The bill is now in the hands of the legislature’s budget-writing Joint Committee on Finance, a committee compromised of 6 Republicans and 2 Democrats from the Senate and 6 Republicans and 2 Democrats from the Assembly.
There are three core stages of the committee’s process. The first occurred earlier this month when the committee invited select administrative agency heads to testify and further explain the Governor’s spending proposals as it affects their agencies. This year, the committee spent two days hearing from the leaders of the Department of Public Instruction, the Department of Workforce Development, the Department of Natural Resources, and the Public Service Commission.
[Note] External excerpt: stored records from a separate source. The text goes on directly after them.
//! Password hashing and verification
//!
//! Two stored formats are understood:
//! - Argon2id PHC strings (`$argon2id$v=19$m=...`), the default for new hashes
//! - Legacy salted SHA-256: `hex(salt) + "$" + hex(sha256(hex(salt) || password))`
//!
//! The legacy format is a single fast digest and is weak against offline
//! guessing. It exists so that hashes written by earlier deployments keep
//! verifying; [`PasswordHasher::needs_rehash`] tells callers when a stored
//! hash should be upgraded.

use argon2::{
    password_hash::{
        rand_core::OsRng, PasswordHash, PasswordHasher as _, PasswordVerifier, SaltString,
    },
    Argon2, Params,
};
use rand::RngCore;
use serde::{Deserialize, Serialize};
use sha2::{Digest, Sha256};
use subtle::ConstantTimeEq;
use thiserror::Error;

/// Salt length for the legacy scheme, in bytes
const LEGACY_SALT_LEN: usize = 16;

/// Separator between salt and digest in the legacy format
const LEGACY_SEPARATOR: char = '$';

/// Password hashing errors
#[derive(Debug, Error)]
pub enum PasswordError {
    #[error("Failed to hash password: {0}")]
    HashingFailed(String),

    #[error("Invalid hashing parameters: {0}")]
    InvalidParams(String),
}

/// Scheme used when hashing new passwords
#[derive(Debug, Clone, Copy, Default, PartialEq, Eq, Serialize, Deserialize)]
pub enum PasswordScheme {
    #[default]
    #[serde(rename = "argon2id")]
    Argon2id,
    #[serde(rename = "salted-sha256")]
    SaltedSha256,
}

impl std::str::FromStr for PasswordScheme {
    type Err = String;

    fn from_str(s: &str) -> Result<Self, Self::Err> {
        match s.to_lowercase().as_str() {
            "argon2id" | "argon2" => Ok(Self::Argon2id),
            "salted-sha256" | "sha256" => Ok(Self::SaltedSha256),
            other => Err(format!("unknown password scheme: {other}")),
        }
    }
}

/// Argon2 cost parameters
///
/// Defaults follow OWASP guidance. Tests use lighter settings.
#[derive(Debug, Clone)]
pub struct PasswordConfig {
    /// Memory cost in KB (default: 65536 = 64 MB)
    pub memory_cost: u32,
    /// Time cost (iterations, default: 3)
    pub time_cost: u32,
    /// Parallelism (lanes, default: 4)
    pub parallelism: u32,
    /// Output length in bytes (default: 32)
    pub output_len: Option<usize>,
}

impl Default for PasswordConfig {
    fn default() -> Self {
        Self {
            memory_cost: 65536,
            time_cost: 3,
            parallelism: 4,
            output_len: Some(32),
        }
    }
}

impl PasswordConfig {
    fn to_params(&self) -> Result<Params, PasswordError> {
        Params::new(
            self.memory_cost,
            self.time_cost,
            self.parallelism,
            self.output_len,
        )
        .map_err(|e| PasswordError::InvalidParams(e.to_string()))
    }
}

/// One-way password hasher
#[derive(Debug, Clone)]
pub struct PasswordHasher {
    scheme: PasswordScheme,
    params: Params,
}

impl Default for PasswordHasher {
    fn default() -> Self {
        Self {
            scheme: PasswordScheme::Argon2id,
            params: Params::default(),
        }
    }
}

impl PasswordHasher {
    /// Create a hasher for the given scheme with default Argon2 costs
    pub fn new(scheme: PasswordScheme) -> Result<Self, PasswordError> {
        Self::with_config(scheme, &PasswordConfig::default())
    }

    /// Create a hasher with explicit Argon2 costs
    pub fn with_config(
        scheme: PasswordScheme,
        config: &PasswordConfig,
    ) -> Result<Self, PasswordError> {
        if scheme == PasswordScheme::SaltedSha256 {
            tracing::warn!(
                "Password scheme 'salted-sha256' selected; new hashes use a single fast digest"
            );
        }
        Ok(Self {
            scheme,
            params: config.to_params()?,
        })
    }

    /// Hash a plaintext password with a fresh random salt
    pub fn hash(&self, password: &str) -> Result<String, PasswordError> {
        match self.scheme {
            PasswordScheme::Argon2id => self.hash_argon2(password),
            PasswordScheme::SaltedSha256 => Ok(hash_legacy(password)),
        }
    }

    /// Check a plaintext password against a stored hash.
    ///
    /// Never fails: a stored form that cannot be parsed simply does not match.
    pub fn verify(&self, password: &str, stored: &str) -> bool {
        if stored.starts_with("$argon2") {
            verify_argon2(password, stored)
        } else {
            verify_legacy(password, stored)
        }
    }

    /// Whether a stored hash was produced by a different scheme than the
    /// configured one
    pub fn needs_rehash(&self, stored: &str) -> bool {
        let is_argon2 = stored.starts_with("$argon2");
        match self.scheme {
            PasswordScheme::Argon2id => !is_argon2,
            PasswordScheme::SaltedSha256 => is_argon2,
        }
    }

    fn hash_argon2(&self, password: &str) -> Result<String, PasswordError> {
        let salt = SaltString::generate(&mut OsRng);
        let argon2 = Argon2::new(
            argon2::Algorithm::Argon2id,
            argon2::Version::V0x13,
            self.params.clone(),
        );

        argon2
            .hash_password(password.as_bytes(), &salt)
            .map(|hash| hash.to_string())
            .map_err(|e| PasswordError::HashingFailed(e.to_string()))
    }
}

fn verify_argon2(password: &str, stored: &str) -> bool {
    let Ok(parsed) = PasswordHash::new(stored) else {
        return false;
    };
    Argon2::default()
        .verify_password(password.as_bytes(), &parsed)
        .is_ok()
}

fn hash_legacy(password: &str) -> String {
    let mut salt = [0u8; LEGACY_SALT_LEN];
    rand::thread_rng().fill_bytes(&mut salt);
    let salt_hex = hex::encode(salt);
    let digest = legacy_digest(&salt_hex, password);
    format!("{salt_hex}{LEGACY_SEPARATOR}{}", hex::encode(digest))
}

fn verify_legacy(password: &str, stored: &str) -> bool {
    let Some((salt_hex, digest_hex)) = stored.split_once(LEGACY_SEPARATOR) else {
        return false;
    };
    if salt_hex.len() < LEGACY_SALT_LEN * 2 || hex::decode(salt_hex).is_err() {
        return false;
    }
    let Ok(expected) = hex::decode(digest_hex) else {
        return false;
    };

    let actual = legacy_digest(salt_hex, password);
    actual.as_slice().ct_eq(&expected).into()
}

/// The salt is mixed in as its hex text, not its raw bytes.
fn legacy_digest(salt_hex: &str, password: &str) -> [u8; 32] {
    let mut hasher = Sha256::new();
    hasher.update(salt_hex.as_bytes());
    hasher.update(password.as_bytes());
    hasher.finalize().into()
}

#[cfg(test)]
mod tests {
    use super::*;

    fn light_argon2() -> PasswordHasher {
        let config = PasswordConfig {
            memory_cost: 8192,
            time_cost: 1,
            parallelism: 1,
            output_len: Some(32),
        };
        PasswordHasher::with_config(PasswordScheme::Argon2id, &config).unwrap()
    }

    fn legacy() -> PasswordHasher {
        PasswordHasher::new(PasswordScheme::SaltedSha256).unwrap()
    }

    #[test]
    fn test_argon2_hash_and_verify() {
        let hasher = light_argon2();
        let hash = hasher.hash("SecureP@ssw0rd!").unwrap();

        assert!(hash.starts_with("$argon2id$"));
        assert!(hasher.verify("SecureP@ssw0rd!", &hash));
        assert!(!hasher.verify("WrongPassword", &hash));
    }

    #[test]
    fn test_legacy_hash_and_verify() {
        let hasher = legacy();
        let hash = hasher.hash("password123").unwrap();

        let (salt, digest) = hash.split_once('$').unwrap();
        assert_eq!(salt.len(), 32);
        assert_eq!(digest.len(), 64);
        assert!(hasher.verify("password123", &hash));
        assert!(!hasher.verify("password124", &hash));
    }

    #[test]
    fn test_same_password_produces_different_hashes() {
        for hasher in [light_argon2(), legacy()] {
            let hash1 = hasher.hash("SamePassword123!").unwrap();
            let hash2 = hasher.hash("SamePassword123!").unwrap();

            assert_ne!(hash1, hash2);
            assert!(hasher.verify("SamePassword123!", &hash1));
            assert!(hasher.verify("SamePassword123!", &hash2));
        }
    }

    #[test]
    fn test_legacy_matches_known_vector() {
        // sha256("00112233445566778899aabbccddeeff" + "admin123")
        let salt = "00112233445566778899aabbccddeeff";
        let digest = hex::encode(legacy_digest(salt, "admin123"));
        let stored = format!("{salt}${digest}");

        // Either configured scheme verifies legacy hashes
        assert!(light_argon2().verify("admin123", &stored));
        assert!(legacy().verify("admin123", &stored));
    }

    #[test]
    fn test_malformed_stored_forms_never_match() {
        let hasher = legacy();
        let malformed = [
            "",
            "no-separator-here",
            "$",
            "zz112233445566778899aabbccddeeff$00",
            "0011$abcd",
            "00112233445566778899aabbccddeeff$not-hex",
            "$argon2id$garbage",
            "$argon2id$v=19$m=8192,t=1,p=1$short",
        ];
        for stored in malformed {
            assert!(!hasher.verify("password", stored), "stored form: {stored:?}");
        }
    }

    #[test]
    fn test_needs_rehash() {
        let argon = light_argon2();
        let legacy_hasher = legacy();
        let legacy_hash = legacy_hasher.hash("pw").unwrap();
        let argon_hash = argon.hash("pw").unwrap();

        assert!(argon.needs_rehash(&legacy_hash));
        assert!(!argon.needs_rehash(&argon_hash));
        assert!(legacy_hasher.needs_rehash(&argon_hash));
    }

    #[test]
    fn test_custom_config_is_encoded_in_hash() {
        let hash = light_argon2().hash("TestPassword123!").unwrap();
        assert!(hash.contains("m=8192"));
        assert!(hash.contains("t=1"));
        assert!(hash.contains("p=1"));
    }

    #[test]
    fn test_scheme_parse() {
        assert_eq!("argon2id".parse::<PasswordScheme>(), Ok(PasswordScheme::Argon2id));
        assert_eq!(
            "salted-sha256".parse::<PasswordScheme>(),
            Ok(PasswordScheme::SaltedSha256)
        );
        assert!("md5".parse::<PasswordScheme>().is_err());
    }

    #[test]
    fn test_legacy_digest_length_mismatch_never_matches() {
        let stored = legacy().hash("hunter22").unwrap();
        let (salt, digest) = stored.split_once('$').unwrap();

        // A truncated digest must not match on its common prefix
        let truncated = format!("{salt}${}", &digest[..digest.len() - 2]);
        assert!(!legacy().verify("hunter22", &truncated));
        let extended = format!("{salt}${digest}00");
        assert!(!legacy().verify("hunter22", &extended));
    }
}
These four agencies compromise a significant portion of overall spending, along with the Department of Health Services and Department of Administration, which were not asked to testify.
These hearings are largely fact-finding missions, with some political barbs thrown in from time to time. They provide an early glimpse on how the legislature’s priorities differ from the Governor’s.
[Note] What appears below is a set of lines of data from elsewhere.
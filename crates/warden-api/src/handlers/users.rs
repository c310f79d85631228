//! User profile handlers

use axum::{extract::State, Extension, Json};
use chrono::{DateTime, Utc};
use serde::{Deserialize, Serialize};
use std::sync::Arc;
use utoipa::ToSchema;
use validator::Validate;
use warden_core::{User, UserChanges};

use crate::error::AppError;
use crate::extract::ValidatedJson;
use crate::state::AppState;

/// User information response
#[derive(Debug, Clone, Serialize, Deserialize, ToSchema)]
pub struct UserResponse {
    pub id: i64,
    pub email: String,
    pub username: String,
    pub is_active: bool,
    pub enable_2fa: bool,
    pub auth_profile_id: Option<i64>,
    pub created_at: DateTime<Utc>,
}

impl From<User> for UserResponse {
    fn from(user: User) -> Self {
        Self {
            id: user.id,
            email: user.email,
            username: user.username,
            is_active: user.is_active,
            enable_2fa: user.enable_2fa,
            auth_profile_id: user.auth_profile_id,
            created_at: user.created_at,
        }
    }
}

/// Profile update; absent fields are left unchanged
#[derive(Debug, Clone, Deserialize, Validate, ToSchema)]
pub struct UpdateProfileRequest {
    #[validate(length(min = 3, max = 50))]
    pub username: Option<String>,
    #[validate(email)]
    pub email: Option<String>,
}

/// Get the current user's profile
#[utoipa::path(
    get,
    path = "/api/users/me",
    tag = "users",
    responses(
        (status = 200, description = "Current user", body = UserResponse),
        (status = 401, description = "Unauthorized", body = crate::error::ApiError),
        (status = 403, description = "Inactive user", body = crate::error::ApiError),
    ),
    security(("bearer_auth" = []))
)]
pub async fn me_handler(Extension(user): Extension<User>) -> Json<UserResponse> {
    Json(user.into())
}

/// Update the current user's username or email
#[utoipa::path(
    put,
    path = "/api/users/me",
    tag = "users",
    request_body = UpdateProfileRequest,
    responses(
        (status = 200, description = "Updated user", body = UserResponse),
        (status = 400, description = "Email or username already in use", body = crate::error::ApiError),
        (status = 401, description = "Unauthorized", body = crate::error::ApiError),
    ),
    security(("bearer_auth" = []))
)]
pub async fn update_me_handler(
    State(state): State<Arc<AppState>>,
    Extension(user): Extension<User>,
    ValidatedJson(request): ValidatedJson<UpdateProfileRequest>,
) -> Result<Json<UserResponse>, AppError> {
    let changes = UserChanges {
        email: request.email,
        username: request.username,
    };
    let updated = state.stores.users.update_user_profile(user.id, changes).await?;
    Ok(Json(updated.into()))
}
//! In-memory store
//!
//! Every guarded admin mutation takes the single write lock before counting
//! super admins, so the count and the write are observed atomically by
//! concurrent tasks.

use async_trait::async_trait;
use chrono::{Duration, Utc};
use std::collections::{BTreeMap, HashMap};
use tokio::sync::RwLock;

use super::{
    AdminStore, AuthProfileStore, SessionLedger, StoreError, StoreResult, UniqueField, UserStore,
};
use crate::guard;
use crate::{
    Admin, AdminChanges, AuthProfile, NewAdmin, NewAuthProfile, NewUser, SecondFactorSettings,
    SessionRecord, User, UserChanges,
};

#[derive(Debug, Default)]
struct MemoryState {
    users: BTreeMap<i64, User>,
    admins: BTreeMap<i64, Admin>,
    sessions: HashMap<String, SessionRecord>,
    profiles: BTreeMap<i64, AuthProfile>,
    next_user_id: i64,
    next_admin_id: i64,
    next_session_id: i64,
    next_profile_id: i64,
}

impl MemoryState {
    fn other_active_super_admins(&self, excluding: i64) -> u64 {
        self.admins
            .values()
            .filter(|a| a.id != excluding && a.is_active_super_admin())
            .count() as u64
    }

    fn admin_field_taken(&self, field: UniqueField, value: &str, excluding: i64) -> bool {
        self.admins.values().any(|a| {
            a.id != excluding
                && match field {
                    UniqueField::Email => a.email == value,
                    UniqueField::Username => a.username == value,
                    _ => false,
                }
        })
    }

    fn user_field_taken(&self, field: UniqueField, value: &str, excluding: i64) -> bool {
        self.users.values().any(|u| {
            u.id != excluding
                && match field {
                    UniqueField::Email => u.email == value,
                    UniqueField::Username => u.username == value,
                    _ => false,
                }
        })
    }
}

/// Store keeping every record in process memory
#[derive(Debug, Default)]
pub struct MemoryStore {
    state: RwLock<MemoryState>,
}

impl MemoryStore {
    pub fn new() -> Self {
        Self::default()
    }

    /// Move a session's expiry into the past without deleting it
    #[cfg(any(test, feature = "test-utils"))]
    pub async fn expire_session(&self, token: &str) -> bool {
        let mut state = self.state.write().await;
        match state.sessions.get_mut(token) {
            Some(session) => {
                session.expires_at = Utc::now() - Duration::seconds(1);
                true
            }
            None => false,
        }
    }

    /// Number of stored session rows, expired ones included
    #[cfg(any(test, feature = "test-utils"))]
    pub async fn session_count(&self) -> usize {
        self.state.read().await.sessions.len()
    }
}

#[async_trait]
impl UserStore for MemoryStore {
    async fn create_user(&self, user: NewUser) -> StoreResult<User> {
        let mut state = self.state.write().await;
        if state.user_field_taken(UniqueField::Email, &user.email, 0) {
            return Err(StoreError::Duplicate(UniqueField::Email));
        }
        if state.user_field_taken(UniqueField::Username, &user.username, 0) {
            return Err(StoreError::Duplicate(UniqueField::Username));
        }

        state.next_user_id += 1;
        let record = User {
            id: state.next_user_id,
            email: user.email,
            username: user.username,
            password_hash: user.password_hash,
            is_active: true,
            enable_2fa: false,
            auth_profile_id: None,
            created_at: Utc::now(),
            updated_at: None,
        };
        state.users.insert(record.id, record.clone());
        Ok(record)
    }

    async fn find_user_by_id(&self, id: i64) -> StoreResult<Option<User>> {
        Ok(self.state.read().await.users.get(&id).cloned())
    }

    async fn find_user_by_email(&self, email: &str) -> StoreResult<Option<User>> {
        let state = self.state.read().await;
        Ok(state.users.values().find(|u| u.email == email).cloned())
    }

    async fn update_user_profile(&self, id: i64, changes: UserChanges) -> StoreResult<User> {
        let mut state = self.state.write().await;
        if !state.users.contains_key(&id) {
            return Err(StoreError::NotFound("User"));
        }
        if let Some(username) = &changes.username {
            if state.user_field_taken(UniqueField::Username, username, id) {
                return Err(StoreError::Duplicate(UniqueField::Username));
            }
        }
        if let Some(email) = &changes.email {
            if state.user_field_taken(UniqueField::Email, email, id) {
                return Err(StoreError::Duplicate(UniqueField::Email));
            }
        }

        let user = state
            .users
            .get_mut(&id)
            .ok_or(StoreError::NotFound("User"))?;
        if let Some(username) = changes.username {
            user.username = username;
        }
        if let Some(email) = changes.email {
            user.email = email;
        }
        user.updated_at = Some(Utc::now());
        Ok(user.clone())
    }

    async fn set_user_second_factor(
        &self,
        id: i64,
        settings: SecondFactorSettings,
    ) -> StoreResult<User> {
        let mut state = self.state.write().await;
        let user = state
            .users
            .get_mut(&id)
            .ok_or(StoreError::NotFound("User"))?;
        user.enable_2fa = settings.enable_2fa;
        user.auth_profile_id = settings.stored_profile();
        user.updated_at = Some(Utc::now());
        Ok(user.clone())
    }
}

#[async_trait]
impl AdminStore for MemoryStore {
    async fn create_admin(&self, admin: NewAdmin) -> StoreResult<Admin> {
        let mut state = self.state.write().await;
        if state.admin_field_taken(UniqueField::Email, &admin.email, 0) {
            return Err(StoreError::Duplicate(UniqueField::Email));
        }
        if state.admin_field_taken(UniqueField::Username, &admin.username, 0) {
            return Err(StoreError::Duplicate(UniqueField::Username));
        }

        state.next_admin_id += 1;
        let record = Admin {
            id: state.next_admin_id,
            email: admin.email,
            username: admin.username,
            password_hash: admin.password_hash,
            role: admin.role,
            is_active: true,
            enable_2fa: false,
            auth_profile_id: None,
            created_at: Utc::now(),
            updated_at: None,
        };
        state.admins.insert(record.id, record.clone());
        Ok(record)
    }

    async fn find_admin_by_id(&self, id: i64) -> StoreResult<Option<Admin>> {
        Ok(self.state.read().await.admins.get(&id).cloned())
    }

    async fn find_admin_by_email(&self, email: &str) -> StoreResult<Option<Admin>> {
        let state = self.state.read().await;
        Ok(state.admins.values().find(|a| a.email == email).cloned())
    }

    async fn list_admins(&self, skip: i64, limit: i64) -> StoreResult<Vec<Admin>> {
        let state = self.state.read().await;
        Ok(state
            .admins
            .values()
            .skip(skip.max(0) as usize)
            .take(limit.max(0) as usize)
            .cloned()
            .collect())
    }

    async fn count_active_super_admins(&self) -> StoreResult<u64> {
        let state = self.state.read().await;
        Ok(state
            .admins
            .values()
            .filter(|a| a.is_active_super_admin())
            .count() as u64)
    }

    async fn update_admin(&self, id: i64, changes: AdminChanges) -> StoreResult<Admin> {
        let mut state = self.state.write().await;
        let current = state
            .admins
            .get(&id)
            .cloned()
            .ok_or(StoreError::NotFound("Admin"))?;

        if let Some(email) = &changes.email {
            if state.admin_field_taken(UniqueField::Email, email, id) {
                return Err(StoreError::Duplicate(UniqueField::Email));
            }
        }
        if let Some(username) = &changes.username {
            if state.admin_field_taken(UniqueField::Username, username, id) {
                return Err(StoreError::Duplicate(UniqueField::Username));
            }
        }

        let others = state.other_active_super_admins(id);
        guard::check_update(&current, &changes, others)?;

        let admin = state
            .admins
            .get_mut(&id)
            .ok_or(StoreError::NotFound("Admin"))?;
        if let Some(email) = changes.email {
            admin.email = email;
        }
        if let Some(username) = changes.username {
            admin.username = username;
        }
        if let Some(role) = changes.role {
            admin.role = role;
        }
        if let Some(active) = changes.is_active {
            admin.is_active = active;
        }
        admin.updated_at = Some(Utc::now());
        let admin = admin.clone();

        if changes.is_active == Some(false) {
            state.sessions.retain(|_, s| s.admin_id != id);
        }
        Ok(admin)
    }

    async fn delete_admin(&self, id: i64, requester_id: i64) -> StoreResult<()> {
        let mut state = self.state.write().await;
        let admin = state
            .admins
            .get(&id)
            .cloned()
            .ok_or(StoreError::NotFound("Admin"))?;

        let others = state.other_active_super_admins(id);
        guard::check_delete(&admin, requester_id, others)?;

        state.admins.remove(&id);
        state.sessions.retain(|_, s| s.admin_id != id);
        Ok(())
    }

    async fn set_admin_second_factor(
        &self,
        id: i64,
        settings: SecondFactorSettings,
    ) -> StoreResult<Admin> {
        let mut state = self.state.write().await;
        let admin = state
            .admins
            .get_mut(&id)
            .ok_or(StoreError::NotFound("Admin"))?;
        admin.enable_2fa = settings.enable_2fa;
        admin.auth_profile_id = settings.stored_profile();
        admin.updated_at = Some(Utc::now());
        Ok(admin.clone())
    }

    async fn set_admin_password(&self, id: i64, password_hash: String) -> StoreResult<()> {
        let mut state = self.state.write().await;
        let admin = state
            .admins
            .get_mut(&id)
            .ok_or(StoreError::NotFound("Admin"))?;
        admin.password_hash = password_hash;
        admin.updated_at = Some(Utc::now());
        Ok(())
    }
}

#[async_trait]
impl SessionLedger for MemoryStore {
    async fn create_session(
        &self,
        admin_id: i64,
        token: &str,
        ttl: Duration,
    ) -> StoreResult<SessionRecord> {
        let mut state = self.state.write().await;
        if !state.admins.contains_key(&admin_id) {
            return Err(StoreError::NotFound("Admin"));
        }
        if state.sessions.contains_key(token) {
            return Err(StoreError::Duplicate(UniqueField::Token));
        }

        state.next_session_id += 1;
        let now = Utc::now();
        let record = SessionRecord {
            id: state.next_session_id,
            admin_id,
            token: token.to_string(),
            created_at: now,
            expires_at: now + ttl,
        };
        state.sessions.insert(record.token.clone(), record.clone());
        Ok(record)
    }

    async fn find_valid_session(&self, token: &str) -> StoreResult<Option<SessionRecord>> {
        let state = self.state.read().await;
        let now = Utc::now();
        Ok(state
            .sessions
            .get(token)
            .filter(|s| s.is_valid_at(now))
            .cloned())
    }

    async fn delete_session(&self, token: &str) -> StoreResult<u64> {
        let mut state = self.state.write().await;
        Ok(u64::from(state.sessions.remove(token).is_some()))
    }

    async fn delete_sessions_for(&self, admin_id: i64) -> StoreResult<u64> {
        let mut state = self.state.write().await;
        let before = state.sessions.len();
        state.sessions.retain(|_, s| s.admin_id != admin_id);
        Ok((before - state.sessions.len()) as u64)
    }

    async fn purge_expired_sessions(&self) -> StoreResult<u64> {
        let mut state = self.state.write().await;
        let now = Utc::now();
        let before = state.sessions.len();
        state.sessions.retain(|_, s| s.is_valid_at(now));
        Ok((before - state.sessions.len()) as u64)
    }
}

#[async_trait]
impl AuthProfileStore for MemoryStore {
    async fn create_auth_profile(&self, profile: NewAuthProfile) -> StoreResult<AuthProfile> {
        let mut state = self.state.write().await;
        if state.profiles.values().any(|p| p.name == profile.name) {
            return Err(StoreError::Duplicate(UniqueField::ProfileName));
        }

        state.next_profile_id += 1;
        let record = AuthProfile {
            id: state.next_profile_id,
            name: profile.name,
            endpoint: profile.endpoint,
            is_active: profile.is_active,
            created_at: Utc::now(),
        };
        state.profiles.insert(record.id, record.clone());
        Ok(record)
    }

    async fn find_auth_profile(&self, id: i64) -> StoreResult<Option<AuthProfile>> {
        Ok(self.state.read().await.profiles.get(&id).cloned())
    }
}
As of this writing, the committee is now in its second stage of holding hearings around the state to gain input from the public on how to prioritize spending. The first hearing was held in Whitewater on April 9, the second in Rhinelander on April 21, Menomonie on April 22, and finishing with a virtual hearing on April 28.
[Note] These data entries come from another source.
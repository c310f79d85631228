//! Credential store and session ledger
//!
//! Storage is split per concern so the auth layer can depend on exactly what
//! it uses. Both backends implement every trait:
//! - [`MemoryStore`]: single-process, for tests and local development
//! - [`PgStore`]: PostgreSQL via SQLx

mod memory;
mod postgres;

pub use memory::MemoryStore;
pub use postgres::PgStore;

use async_trait::async_trait;
use chrono::Duration;
use thiserror::Error;

use crate::guard::GuardViolation;
use crate::{
    Admin, AdminChanges, AuthProfile, NewAdmin, NewAuthProfile, NewUser, SecondFactorSettings,
    SessionRecord, User, UserChanges,
};

/// Column whose uniqueness a write would break
#[derive(Debug, Clone, Copy, PartialEq, Eq)]
pub enum UniqueField {
    Email,
    Username,
    ProfileName,
    Token,
}

impl std::fmt::Display for UniqueField {
    fn fmt(&self, f: &mut std::fmt::Formatter<'_>) -> std::fmt::Result {
        match self {
            Self::Email => write!(f, "email"),
            Self::Username => write!(f, "username"),
            Self::ProfileName => write!(f, "profile name"),
            Self::Token => write!(f, "token"),
        }
    }
}

/// Storage errors
#[derive(Debug, Error)]
pub enum StoreError {
    #[error("{0} not found")]
    NotFound(&'static str),

    #[error("Duplicate {0}")]
    Duplicate(UniqueField),

    #[error(transparent)]
    Guard(#[from] GuardViolation),

    #[error("Database error: {0}")]
    Database(String),
}

impl From<sqlx::Error> for StoreError {
    fn from(err: sqlx::Error) -> Self {
        StoreError::Database(err.to_string())
    }
}

pub type StoreResult<T> = std::result::Result<T, StoreError>;

/// User accounts
#[async_trait]
pub trait UserStore: Send + Sync {
    /// Insert a user; fails with `Duplicate` on email or username clash
    async fn create_user(&self, user: NewUser) -> StoreResult<User>;

    async fn find_user_by_id(&self, id: i64) -> StoreResult<Option<User>>;

    async fn find_user_by_email(&self, email: &str) -> StoreResult<Option<User>>;

    /// Apply self-service changes; uniqueness is checked against other users
    async fn update_user_profile(&self, id: i64, changes: UserChanges) -> StoreResult<User>;

    async fn set_user_second_factor(
        &self,
        id: i64,
        settings: SecondFactorSettings,
    ) -> StoreResult<User>;
}

/// Administrator accounts.
///
/// `update_admin` and `delete_admin` enforce the super-admin invariant
/// atomically with the write.
#[async_trait]
pub trait AdminStore: Send + Sync {
    async fn create_admin(&self, admin: NewAdmin) -> StoreResult<Admin>;

    async fn find_admin_by_id(&self, id: i64) -> StoreResult<Option<Admin>>;

    async fn find_admin_by_email(&self, email: &str) -> StoreResult<Option<Admin>>;

    /// Admins ordered by id
    async fn list_admins(&self, skip: i64, limit: i64) -> StoreResult<Vec<Admin>>;

    async fn count_active_super_admins(&self) -> StoreResult<u64>;

    /// Apply a partial update under the super-admin guard.
    ///
    /// Deactivation revokes the admin's sessions in the same step.
    async fn update_admin(&self, id: i64, changes: AdminChanges) -> StoreResult<Admin>;

    /// Delete an admin (and its sessions) under the super-admin guard
    async fn delete_admin(&self, id: i64, requester_id: i64) -> StoreResult<()>;

    async fn set_admin_second_factor(
        &self,
        id: i64,
        settings: SecondFactorSettings,
    ) -> StoreResult<Admin>;

    async fn set_admin_password(&self, id: i64, password_hash: String) -> StoreResult<()>;
}

/// Server-side record of issued admin tokens
#[async_trait]
pub trait SessionLedger: Send + Sync {
    /// Record `token` as owned by `admin_id`, valid for `ttl` from now
    async fn create_session(
        &self,
        admin_id: i64,
        token: &str,
        ttl: Duration,
    ) -> StoreResult<SessionRecord>;

    /// Look up a session that has not yet expired.
    ///
    /// Expired records that were never deleted are reported as absent.
    async fn find_valid_session(&self, token: &str) -> StoreResult<Option<SessionRecord>>;

    /// Remove the session for `token`; returns how many rows went away
    async fn delete_session(&self, token: &str) -> StoreResult<u64>;

    /// Remove every session owned by `admin_id`
    async fn delete_sessions_for(&self, admin_id: i64) -> StoreResult<u64>;

    /// Remove sessions whose expiry has passed
    async fn purge_expired_sessions(&self) -> StoreResult<u64>;
}

/// External verifier definitions used by the second factor
#[async_trait]
pub trait AuthProfileStore: Send + Sync {
    async fn create_auth_profile(&self, profile: NewAuthProfile) -> StoreResult<AuthProfile>;

    async fn find_auth_profile(&self, id: i64) -> StoreResult<Option<AuthProfile>>;
}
The public hearings are typically long days with hundreds of individuals testifying on a wide variety of issues. They provide the committee with general trends on what is important to the public and informs the committee’s third and final stage.
In May, the committee will begin voting agency by agency on its own spending proposals. They will typically meet two to three times a week each week in May spending many hours each day debating and voting on each proposal. This is the most important stage of the committee’s process as it’s basically the final chance to fight to put a priority in the budget or keep a bad proposal out of the budget.
This year, we expect significant departures from the committee’s (legislature’s) final budget proposal compared to the Governor’s. While proposals are beginning to solidify, much remains to be seen on major spending initiatives.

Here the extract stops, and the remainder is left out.